[Opening PROVIDED INFORMATION section]
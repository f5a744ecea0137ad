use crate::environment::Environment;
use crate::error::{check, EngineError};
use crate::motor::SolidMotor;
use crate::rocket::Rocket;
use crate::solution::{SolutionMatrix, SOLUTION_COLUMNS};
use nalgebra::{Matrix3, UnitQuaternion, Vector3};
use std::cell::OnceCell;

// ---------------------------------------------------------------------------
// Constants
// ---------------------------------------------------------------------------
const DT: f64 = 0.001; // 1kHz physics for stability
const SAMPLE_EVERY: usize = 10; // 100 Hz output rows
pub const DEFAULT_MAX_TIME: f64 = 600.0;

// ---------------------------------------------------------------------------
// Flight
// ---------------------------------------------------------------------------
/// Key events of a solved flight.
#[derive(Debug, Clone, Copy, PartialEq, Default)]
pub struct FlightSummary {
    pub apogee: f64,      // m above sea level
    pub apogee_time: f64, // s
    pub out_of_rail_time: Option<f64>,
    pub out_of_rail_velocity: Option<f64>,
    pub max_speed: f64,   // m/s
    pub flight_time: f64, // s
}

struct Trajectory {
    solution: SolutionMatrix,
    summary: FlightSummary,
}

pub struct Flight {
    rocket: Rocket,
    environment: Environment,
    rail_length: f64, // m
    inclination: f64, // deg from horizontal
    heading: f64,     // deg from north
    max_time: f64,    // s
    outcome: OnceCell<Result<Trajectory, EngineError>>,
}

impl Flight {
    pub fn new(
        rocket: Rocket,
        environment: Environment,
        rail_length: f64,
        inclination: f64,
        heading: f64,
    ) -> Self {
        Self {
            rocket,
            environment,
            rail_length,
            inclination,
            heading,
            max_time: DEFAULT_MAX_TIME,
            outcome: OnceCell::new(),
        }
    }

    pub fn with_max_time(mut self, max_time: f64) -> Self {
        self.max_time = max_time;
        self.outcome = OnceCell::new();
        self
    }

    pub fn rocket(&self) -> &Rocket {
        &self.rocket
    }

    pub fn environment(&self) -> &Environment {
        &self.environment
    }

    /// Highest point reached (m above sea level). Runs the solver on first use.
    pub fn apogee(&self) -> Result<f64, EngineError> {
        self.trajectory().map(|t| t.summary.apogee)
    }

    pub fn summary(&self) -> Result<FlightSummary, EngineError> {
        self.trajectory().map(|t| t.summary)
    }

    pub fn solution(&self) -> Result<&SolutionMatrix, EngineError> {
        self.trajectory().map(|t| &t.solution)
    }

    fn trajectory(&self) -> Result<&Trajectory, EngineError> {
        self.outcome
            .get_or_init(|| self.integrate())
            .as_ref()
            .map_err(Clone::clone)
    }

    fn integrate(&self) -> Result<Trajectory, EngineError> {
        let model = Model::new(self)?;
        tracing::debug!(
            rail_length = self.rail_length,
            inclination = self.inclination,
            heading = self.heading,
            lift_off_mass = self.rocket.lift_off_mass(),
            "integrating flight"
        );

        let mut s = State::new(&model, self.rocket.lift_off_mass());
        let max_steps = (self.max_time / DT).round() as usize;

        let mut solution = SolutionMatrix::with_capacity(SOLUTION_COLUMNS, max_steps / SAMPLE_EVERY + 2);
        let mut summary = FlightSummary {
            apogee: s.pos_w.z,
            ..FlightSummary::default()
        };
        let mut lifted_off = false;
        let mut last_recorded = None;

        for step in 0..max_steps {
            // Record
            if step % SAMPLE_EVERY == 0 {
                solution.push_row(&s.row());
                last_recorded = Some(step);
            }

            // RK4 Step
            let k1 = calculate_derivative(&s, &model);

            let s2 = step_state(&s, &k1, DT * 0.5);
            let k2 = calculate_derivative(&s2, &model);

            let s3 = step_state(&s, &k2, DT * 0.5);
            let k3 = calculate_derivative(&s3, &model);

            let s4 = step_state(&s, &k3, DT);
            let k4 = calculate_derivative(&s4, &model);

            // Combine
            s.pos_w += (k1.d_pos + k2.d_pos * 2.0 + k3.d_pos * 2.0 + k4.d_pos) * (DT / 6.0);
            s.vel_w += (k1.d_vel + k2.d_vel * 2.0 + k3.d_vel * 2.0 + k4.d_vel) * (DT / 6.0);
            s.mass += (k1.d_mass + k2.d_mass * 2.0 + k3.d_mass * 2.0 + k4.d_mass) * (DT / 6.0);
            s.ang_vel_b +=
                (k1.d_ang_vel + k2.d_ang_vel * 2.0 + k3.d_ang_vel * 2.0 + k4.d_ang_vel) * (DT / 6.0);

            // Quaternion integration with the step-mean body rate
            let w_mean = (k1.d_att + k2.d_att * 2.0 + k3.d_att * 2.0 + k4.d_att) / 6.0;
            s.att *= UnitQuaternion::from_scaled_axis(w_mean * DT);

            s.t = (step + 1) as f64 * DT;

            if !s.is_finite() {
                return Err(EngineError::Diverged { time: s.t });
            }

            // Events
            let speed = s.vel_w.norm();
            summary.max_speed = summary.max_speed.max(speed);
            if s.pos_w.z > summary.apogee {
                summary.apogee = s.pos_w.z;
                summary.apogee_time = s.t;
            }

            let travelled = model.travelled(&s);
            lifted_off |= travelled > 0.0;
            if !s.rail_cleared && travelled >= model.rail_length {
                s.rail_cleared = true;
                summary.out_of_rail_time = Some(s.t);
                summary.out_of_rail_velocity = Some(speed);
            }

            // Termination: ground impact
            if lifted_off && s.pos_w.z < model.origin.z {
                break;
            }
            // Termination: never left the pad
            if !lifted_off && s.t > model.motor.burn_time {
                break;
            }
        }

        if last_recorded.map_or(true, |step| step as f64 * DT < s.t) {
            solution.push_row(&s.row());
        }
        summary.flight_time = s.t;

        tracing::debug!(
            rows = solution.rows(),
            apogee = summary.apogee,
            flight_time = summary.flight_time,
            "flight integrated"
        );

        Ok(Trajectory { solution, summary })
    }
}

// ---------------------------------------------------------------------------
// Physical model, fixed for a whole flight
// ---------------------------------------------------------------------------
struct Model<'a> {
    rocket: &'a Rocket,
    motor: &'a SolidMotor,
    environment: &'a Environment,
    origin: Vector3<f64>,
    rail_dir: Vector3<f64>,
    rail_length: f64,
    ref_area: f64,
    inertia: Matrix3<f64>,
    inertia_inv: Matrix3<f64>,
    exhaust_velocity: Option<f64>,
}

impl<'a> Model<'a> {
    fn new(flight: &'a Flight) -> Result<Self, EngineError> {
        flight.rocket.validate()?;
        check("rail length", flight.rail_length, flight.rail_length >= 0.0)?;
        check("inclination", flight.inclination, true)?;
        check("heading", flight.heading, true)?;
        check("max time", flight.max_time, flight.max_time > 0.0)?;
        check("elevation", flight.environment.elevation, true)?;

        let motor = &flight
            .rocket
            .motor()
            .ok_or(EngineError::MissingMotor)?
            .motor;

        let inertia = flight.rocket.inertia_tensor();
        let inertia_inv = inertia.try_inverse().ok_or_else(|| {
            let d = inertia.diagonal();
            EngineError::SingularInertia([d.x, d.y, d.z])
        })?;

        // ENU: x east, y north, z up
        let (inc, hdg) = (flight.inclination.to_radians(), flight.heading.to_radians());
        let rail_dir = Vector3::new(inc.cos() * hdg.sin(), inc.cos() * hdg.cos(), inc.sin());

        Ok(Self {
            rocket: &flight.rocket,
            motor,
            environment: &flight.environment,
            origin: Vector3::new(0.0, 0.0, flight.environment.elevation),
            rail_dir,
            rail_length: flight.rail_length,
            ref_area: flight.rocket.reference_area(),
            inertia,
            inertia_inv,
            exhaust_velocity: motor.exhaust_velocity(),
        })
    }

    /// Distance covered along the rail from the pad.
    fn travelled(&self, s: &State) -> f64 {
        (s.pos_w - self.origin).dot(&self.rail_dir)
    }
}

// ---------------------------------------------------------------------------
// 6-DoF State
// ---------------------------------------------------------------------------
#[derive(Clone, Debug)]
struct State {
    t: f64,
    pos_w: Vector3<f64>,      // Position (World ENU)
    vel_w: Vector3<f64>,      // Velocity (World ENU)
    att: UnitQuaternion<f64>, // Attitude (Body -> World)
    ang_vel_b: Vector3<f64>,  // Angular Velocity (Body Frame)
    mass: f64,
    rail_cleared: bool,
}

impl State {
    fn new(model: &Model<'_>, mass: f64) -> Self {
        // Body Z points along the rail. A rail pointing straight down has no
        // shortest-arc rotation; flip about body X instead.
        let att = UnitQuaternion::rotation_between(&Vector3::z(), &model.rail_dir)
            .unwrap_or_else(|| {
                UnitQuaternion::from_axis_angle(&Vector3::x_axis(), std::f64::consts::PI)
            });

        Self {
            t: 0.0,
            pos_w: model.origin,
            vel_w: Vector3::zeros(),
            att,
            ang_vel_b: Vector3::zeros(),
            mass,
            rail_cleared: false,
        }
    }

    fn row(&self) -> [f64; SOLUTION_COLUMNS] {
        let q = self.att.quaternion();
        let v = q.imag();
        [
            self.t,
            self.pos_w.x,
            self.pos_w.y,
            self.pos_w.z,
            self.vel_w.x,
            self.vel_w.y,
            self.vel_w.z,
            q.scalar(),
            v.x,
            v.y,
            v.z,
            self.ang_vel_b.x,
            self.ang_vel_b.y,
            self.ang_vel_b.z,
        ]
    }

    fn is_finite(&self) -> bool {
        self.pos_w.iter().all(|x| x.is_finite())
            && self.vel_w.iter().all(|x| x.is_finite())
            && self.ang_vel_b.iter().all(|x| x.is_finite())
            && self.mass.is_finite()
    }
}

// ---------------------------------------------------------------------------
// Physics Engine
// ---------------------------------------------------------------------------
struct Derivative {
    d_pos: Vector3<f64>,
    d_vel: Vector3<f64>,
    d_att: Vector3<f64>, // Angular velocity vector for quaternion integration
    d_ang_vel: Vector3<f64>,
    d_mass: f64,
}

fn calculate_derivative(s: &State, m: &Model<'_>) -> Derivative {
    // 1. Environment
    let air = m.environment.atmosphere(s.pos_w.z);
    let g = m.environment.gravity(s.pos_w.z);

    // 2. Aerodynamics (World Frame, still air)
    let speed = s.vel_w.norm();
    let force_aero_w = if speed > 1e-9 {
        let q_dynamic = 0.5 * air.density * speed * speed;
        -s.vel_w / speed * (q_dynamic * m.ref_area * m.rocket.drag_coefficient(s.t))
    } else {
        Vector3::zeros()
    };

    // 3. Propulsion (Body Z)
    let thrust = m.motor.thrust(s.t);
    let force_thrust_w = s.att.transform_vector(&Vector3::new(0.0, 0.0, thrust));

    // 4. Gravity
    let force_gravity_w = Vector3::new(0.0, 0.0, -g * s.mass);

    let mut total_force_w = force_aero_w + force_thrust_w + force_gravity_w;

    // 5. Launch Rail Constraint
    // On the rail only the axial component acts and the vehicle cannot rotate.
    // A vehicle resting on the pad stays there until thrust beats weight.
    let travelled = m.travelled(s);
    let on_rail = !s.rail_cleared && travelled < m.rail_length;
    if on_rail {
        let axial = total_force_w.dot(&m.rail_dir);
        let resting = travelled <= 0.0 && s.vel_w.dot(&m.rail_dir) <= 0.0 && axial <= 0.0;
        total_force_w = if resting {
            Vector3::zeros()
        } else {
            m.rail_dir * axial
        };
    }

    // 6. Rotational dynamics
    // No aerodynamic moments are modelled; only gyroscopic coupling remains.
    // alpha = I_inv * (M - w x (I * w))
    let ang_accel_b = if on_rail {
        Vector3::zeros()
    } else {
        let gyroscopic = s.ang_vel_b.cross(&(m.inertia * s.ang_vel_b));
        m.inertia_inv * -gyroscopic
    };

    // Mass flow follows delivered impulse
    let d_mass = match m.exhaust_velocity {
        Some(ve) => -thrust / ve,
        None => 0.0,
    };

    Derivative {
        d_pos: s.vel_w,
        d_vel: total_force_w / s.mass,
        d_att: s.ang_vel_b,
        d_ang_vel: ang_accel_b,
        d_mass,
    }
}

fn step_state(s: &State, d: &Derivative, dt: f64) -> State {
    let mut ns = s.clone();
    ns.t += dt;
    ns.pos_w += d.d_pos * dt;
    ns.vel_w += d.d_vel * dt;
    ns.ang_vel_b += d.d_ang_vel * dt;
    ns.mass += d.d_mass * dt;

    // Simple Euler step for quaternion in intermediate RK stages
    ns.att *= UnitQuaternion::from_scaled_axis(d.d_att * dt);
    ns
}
[Closing PROVIDED INFORMATION section]
WORK INSTRUCTION:
Give only the number of lines in the entries above that contain the string "norm".

REPLY:
2